Collected data

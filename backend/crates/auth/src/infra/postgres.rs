//! PostgreSQL Repository Implementations

use chrono::{DateTime, Utc};
use sqlx::PgPool;
use uuid::Uuid;

use crate::domain::entity::{credential::Credential, revoked_token::RevokedToken, user::User};
use crate::domain::repository::{BlacklistRepository, CredentialRepository, UserRepository};
use crate::domain::value_object::{
    UserId, languages::Languages, user_name::UserName, user_password::UserPassword,
};
use crate::error::{AuthError, AuthResult};

/// Column list matching [`UserRow`]
pub const USER_COLUMNS: &str = "user_id, user_name, first_name, last_name, \
     native_languages, learning_languages, created_at, updated_at";

/// PostgreSQL-backed auth repository
#[derive(Clone)]
pub struct PgAuthRepository {
    pool: PgPool,
}

impl PgAuthRepository {
    pub fn new(pool: PgPool) -> Self {
        Self { pool }
    }
}

// ============================================================================
// User Repository Implementation
// ============================================================================

impl UserRepository for PgAuthRepository {
    async fn create_account(&self, user: &User, credential: &Credential) -> AuthResult<()> {
        let mut tx = self.pool.begin().await?;

        sqlx::query(
            r#"
            INSERT INTO users (
                user_id,
                user_name,
                first_name,
                last_name,
                native_languages,
                learning_languages,
                created_at,
                updated_at
            ) VALUES ($1, $2, $3, $4, $5, $6, $7, $8)
            "#,
        )
        .bind(user.user_id.as_uuid())
        .bind(user.user_name.as_str())
        .bind(&user.first_name)
        .bind(&user.last_name)
        .bind(user.native_languages.as_str())
        .bind(user.learning_languages.as_str())
        .bind(user.created_at)
        .bind(user.updated_at)
        .execute(&mut *tx)
        .await
        .map_err(map_unique_user_name)?;

        sqlx::query(
            r#"
            INSERT INTO auth_credentials (
                user_id,
                password_hash,
                created_at,
                updated_at
            ) VALUES ($1, $2, $3, $4)
            "#,
        )
        .bind(credential.user_id.as_uuid())
        .bind(credential.password_hash.as_phc_string())
        .bind(credential.created_at)
        .bind(credential.updated_at)
        .execute(&mut *tx)
        .await?;

        tx.commit().await?;
        Ok(())
    }

    async fn find_user_by_name(&self, user_name: &UserName) -> AuthResult<Option<User>> {
        let row = sqlx::query_as::<_, UserRow>(&format!(
            "SELECT {USER_COLUMNS} FROM users WHERE user_name = $1"
        ))
        .bind(user_name.as_str())
        .fetch_optional(&self.pool)
        .await?;

        Ok(row.map(UserRow::into_user))
    }

    async fn user_name_exists(&self, user_name: &UserName) -> AuthResult<bool> {
        let exists: bool =
            sqlx::query_scalar("SELECT EXISTS(SELECT 1 FROM users WHERE user_name = $1)")
                .bind(user_name.as_str())
                .fetch_one(&self.pool)
                .await?;

        Ok(exists)
    }
}

// ============================================================================
// Credential Repository Implementation
// ============================================================================

impl CredentialRepository for PgAuthRepository {
    async fn find_credential(&self, user_id: &UserId) -> AuthResult<Option<Credential>> {
        let row = sqlx::query_as::<_, CredentialRow>(
            r#"
            SELECT
                user_id,
                password_hash,
                created_at,
                updated_at
            FROM auth_credentials
            WHERE user_id = $1
            "#,
        )
        .bind(user_id.as_uuid())
        .fetch_optional(&self.pool)
        .await?;

        row.map(CredentialRow::into_credential).transpose()
    }
}

// ============================================================================
// Blacklist Repository Implementation
// ============================================================================

impl BlacklistRepository for PgAuthRepository {
    async fn revoke_token(&self, revoked: &RevokedToken) -> AuthResult<()> {
        sqlx::query(
            r#"
            INSERT INTO revoked_tokens (token_digest, revoked_at)
            VALUES ($1, $2)
            ON CONFLICT (token_digest) DO NOTHING
            "#,
        )
        .bind(&revoked.token_digest)
        .bind(revoked.revoked_at)
        .execute(&self.pool)
        .await?;

        Ok(())
    }

    async fn is_token_revoked(&self, token_digest: &str) -> AuthResult<bool> {
        let revoked: bool = sqlx::query_scalar(
            "SELECT EXISTS(SELECT 1 FROM revoked_tokens WHERE token_digest = $1)",
        )
        .bind(token_digest)
        .fetch_one(&self.pool)
        .await?;

        Ok(revoked)
    }
}

// ============================================================================
// Row Types
// ============================================================================

fn map_unique_user_name(err: sqlx::Error) -> AuthError {
    match &err {
        sqlx::Error::Database(db) if db.is_unique_violation() => AuthError::UserNameTaken,
        _ => AuthError::Database(err),
    }
}

/// `users` row, shared with crates that read profiles
#[derive(Debug, sqlx::FromRow)]
pub struct UserRow {
    pub user_id: Uuid,
    pub user_name: String,
    pub first_name: String,
    pub last_name: String,
    pub native_languages: String,
    pub learning_languages: String,
    pub created_at: DateTime<Utc>,
    pub updated_at: DateTime<Utc>,
}

impl UserRow {
    pub fn into_user(self) -> User {
        User {
            user_id: UserId::from_uuid(self.user_id),
            user_name: UserName::from_db(self.user_name),
            first_name: self.first_name,
            last_name: self.last_name,
            native_languages: Languages::from_db(self.native_languages),
            learning_languages: Languages::from_db(self.learning_languages),
            created_at: self.created_at,
            updated_at: self.updated_at,
        }
    }
}

#[derive(sqlx::FromRow)]
struct CredentialRow {
    user_id: Uuid,
    password_hash: String,
    created_at: DateTime<Utc>,
    updated_at: DateTime<Utc>,
}

impl CredentialRow {
    fn into_credential(self) -> AuthResult<Credential> {
        Ok(Credential {
            user_id: UserId::from_uuid(self.user_id),
            password_hash: UserPassword::from_phc_string(self.password_hash)?,
            created_at: self.created_at,
            updated_at: self.updated_at,
        })
    }
}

YOUR TASK: While keeping every line the same, please copy out all the records.

EXERCISE RESPONSE:
filename backend/crates/auth/src/infra/postgres.rs
//! PostgreSQL Repository Implementations

use chrono::{DateTime, Utc};
use sqlx::PgPool;
use uuid::Uuid;

use crate::domain::entity::{credential::Credential, revoked_token::RevokedToken, user::User};
use crate::domain::repository::{BlacklistRepository, CredentialRepository, UserRepository};
use crate::domain::value_object::{
    UserId, languages::Languages, user_name::UserName, user_password::UserPassword,
};
use crate::error::{AuthError, AuthResult};

/// Column list matching [`UserRow`]
pub const USER_COLUMNS: &str = "user_id, user_name, first_name, last_name, \
     native_languages, learning_languages, created_at, updated_at";

/// PostgreSQL-backed auth repository
#[derive(Clone)]
pub struct PgAuthRepository {
    pool: PgPool,
}

impl PgAuthRepository {
    pub fn new(pool: PgPool) -> Self {
        Self { pool }
    }
}

// ============================================================================
// User Repository Implementation
// ============================================================================

impl UserRepository for PgAuthRepository {
    async fn create_account(&self, user: &User, credential: &Credential) -> AuthResult<()> {
        let mut tx = self.pool.begin().await?;

        sqlx::query(
            r#"
            INSERT INTO users (
                user_id,
                user_name,
                first_name,
                last_name,
                native_languages,
                learning_languages,
                created_at,
                updated_at
            ) VALUES ($1, $2, $3, $4, $5, $6, $7, $8)
            "#,
        )
        .bind(user.user_id.as_uuid())
        .bind(user.user_name.as_str())
        .bind(&user.first_name)
        .bind(&user.last_name)
        .bind(user.native_languages.as_str())
        .bind(user.learning_languages.as_str())
        .bind(user.created_at)
        .bind(user.updated_at)
        .execute(&mut *tx)
        .await
        .map_err(map_unique_user_name)?;

        sqlx::query(
            r#"
            INSERT INTO auth_credentials (
                user_id,
                password_hash,
                created_at,
                updated_at
            ) VALUES ($1, $2, $3, $4)
            "#,
        )
        .bind(credential.user_id.as_uuid())
        .bind(credential.password_hash.as_phc_string())
        .bind(credential.created_at)
        .bind(credential.updated_at)
        .execute(&mut *tx)
        .await?;

        tx.commit().await?;
        Ok(())
    }

    async fn find_user_by_name(&self, user_name: &UserName) -> AuthResult<Option<User>> {
        let row = sqlx::query_as::<_, UserRow>(&format!(
            "SELECT {USER_COLUMNS} FROM users WHERE user_name = $1"
        ))
        .bind(user_name.as_str())
        .fetch_optional(&self.pool)
        .await?;

        Ok(row.map(UserRow::into_user))
    }

    async fn user_name_exists(&self, user_name: &UserName) -> AuthResult<bool> {
        let exists: bool =
            sqlx::query_scalar("SELECT EXISTS(SELECT 1 FROM users WHERE user_name = $1)")
                .bind(user_name.as_str())
                .fetch_one(&self.pool)
                .await?;

        Ok(exists)
    }
}

// ============================================================================
// Credential Repository Implementation
// ============================================================================

impl CredentialRepository for PgAuthRepository {
    async fn find_credential(&self, user_id: &UserId) -> AuthResult<Option<Credential>> {
        let row = sqlx::query_as::<_, CredentialRow>(
            r#"
            SELECT
                user_id,
                password_hash,
                created_at,
                updated_at
            FROM auth_credentials
            WHERE user_id = $1
            "#,
        )
        .bind(user_id.as_uuid())
        .fetch_optional(&self.pool)
        .await?;

        row.map(CredentialRow::into_credential).transpose()
    }
}

// ============================================================================
// Blacklist Repository Implementation
// ============================================================================

impl BlacklistRepository for PgAuthRepository {
    async fn revoke_token(&self, revoked: &RevokedToken) -> AuthResult<()> {
        sqlx::query(
            r#"
            INSERT INTO revoked_tokens (token_digest, revoked_at)
            VALUES ($1, $2)
            ON CONFLICT (token_digest) DO NOTHING
            "#,
        )
        .bind(&revoked.token_digest)
        .bind(revoked.revoked_at)
        .execute(&self.pool)
        .await?;

        Ok(())
    }

    async fn is_token_revoked(&self, token_digest: &str) -> AuthResult<bool> {
        let revoked: bool = sqlx::query_scalar(
            "SELECT EXISTS(SELECT 1 FROM revoked_tokens WHERE token_digest = $1)",
        )
        .bind(token_digest)
        .fetch_one(&self.pool)
        .await?;

        Ok(revoked)
    }
}

// ============================================================================
// Row Types
// ============================================================================

fn map_unique_user_name(err: sqlx::Error) -> AuthError {
    match &err {
        sqlx::Error::Database(db) if db.is_unique_violation() => AuthError::UserNameTaken,
        _ => AuthError::Database(err),
    }
}

/// `users` row, shared with crates that read profiles
#[derive(Debug, sqlx::FromRow)]
pub struct UserRow {
    pub user_id: Uuid,
    pub user_name: String,
    pub first_name: String,
    pub last_name: String,
    pub native_languages: String,
    pub learning_languages: String,
    pub created_at: DateTime<Utc>,
    pub updated_at: DateTime<Utc>,
}

impl UserRow {
    pub fn into_user(self) -> User {
        User {
            user_id: UserId::from_uuid(self.user_id),
            user_name: UserName::from_db(self.user_name),
            first_name: self.first_name,
            last_name: self.last_name,
            native_languages: Languages::from_db(self.native_languages),
            learning_languages: Languages::from_db(self.learning_languages),
            created_at: self.created_at,
            updated_at: self.updated_at,
        }
    }
}

#[derive(sqlx::FromRow)]
struct CredentialRow {
    user_id: Uuid,
    password_hash: String,
    created_at: DateTime<Utc>,
    updated_at: DateTime<Utc>,
}

impl CredentialRow {
    fn into_credential(self) -> AuthResult<Credential> {
        Ok(Credential {
            user_id: UserId::from_uuid(self.user_id),
            password_hash: UserPassword::from_phc_string(self.password_hash)?,
            created_at: self.created_at,
            updated_at: self.updated_at,
        })
    }
}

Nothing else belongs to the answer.